Fig. 3.

CXCL10 induces sustainable phosphorylation of p38 MAPK in CXCR3-positive T cells. (A) Histogram analysis of intracellular staining of p-p38 in CXCR3 positive lymphocytes (left) and mean fluorescent intensity of p-p38 in T cells (right). Freshly isolated human T cells were cultured in medium alone, or treated with IL-2, IFNα, or CXCL10 or a combination of the three, for the times indicated. Cells were then washed and analyzed by FACS. FACS was performed using an antibody specific for the activated p38 MAPK (phospho-p38 [p-p38]).

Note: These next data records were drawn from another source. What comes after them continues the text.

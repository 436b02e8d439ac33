use anyhow::Result;
use rusqlite::Connection;
use tracing::{info, warn};

use crate::cli::StatusArgs;
use crate::db::count_rows;

const COUNTED_TABLES: [&str; 8] = [
    "staging_records",
    "categories",
    "trivia_questions",
    "user_generated_questions",
    "events",
    "rounds",
    "round_questions",
    "normalized_questions_view",
];

pub fn run(args: StatusArgs) -> Result<()> {
    let db_path = args.store.resolved_db_path();
    info!(cache_root = %args.store.cache_root.display(), "status requested");

    if !db_path.exists() {
        warn!(path = %db_path.display(), "database file missing");
        return Ok(());
    }

    let connection = Connection::open(&db_path)?;
    let schema_version: Option<String> = connection
        .query_row(
            "SELECT value FROM metadata WHERE key = 'db_schema_version'",
            [],
            |row| row.get(0),
        )
        .ok();
    info!(
        path = %db_path.display(),
        schema_version = %schema_version.unwrap_or_default(),
        "database status"
    );

    for table in COUNTED_TABLES {
        let rows = count_rows(&connection, &format!("SELECT COUNT(*) FROM {table}")).unwrap_or(0);
        info!(table, rows, "table rows");
    }

    let mut statement = connection.prepare(
        "SELECT scope, COUNT(*) FROM staging_records GROUP BY scope ORDER BY scope",
    )?;
    let scopes = statement.query_map([], |row| {
        Ok((row.get::<_, String>(0)?, row.get::<_, i64>(1)?))
    })?;
    for scope in scopes {
        let (scope, rows) = scope?;
        info!(scope = %scope, rows, "staged rows awaiting transform");
    }

    Ok(())
}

The results are shown for events in the live cell gate and are representative of at least three independent experiments. (B) Western blots using a phospho-p38-specific antibody (left) were performed on protein derived from human T cells cultured either in medium alone or treated with CXCL10 + IL-2 + IFNα, for the times indicated. The phosphorylation was quantified by chemiluminescence and standardized against the same blots stripped and re-probed with antibodies that recognize total p38 protein. Actin was used as a loading control. Western blots and band quantification (right) in T cells that were untreated or cultured with IL-2, IFNα, CXCL10, or a combination of the three, as indicated, for 16 h. Cells were then lysed and phosphorylation of p38 was determined by western blot analysis using specific anti-phospho-p38 antibodies.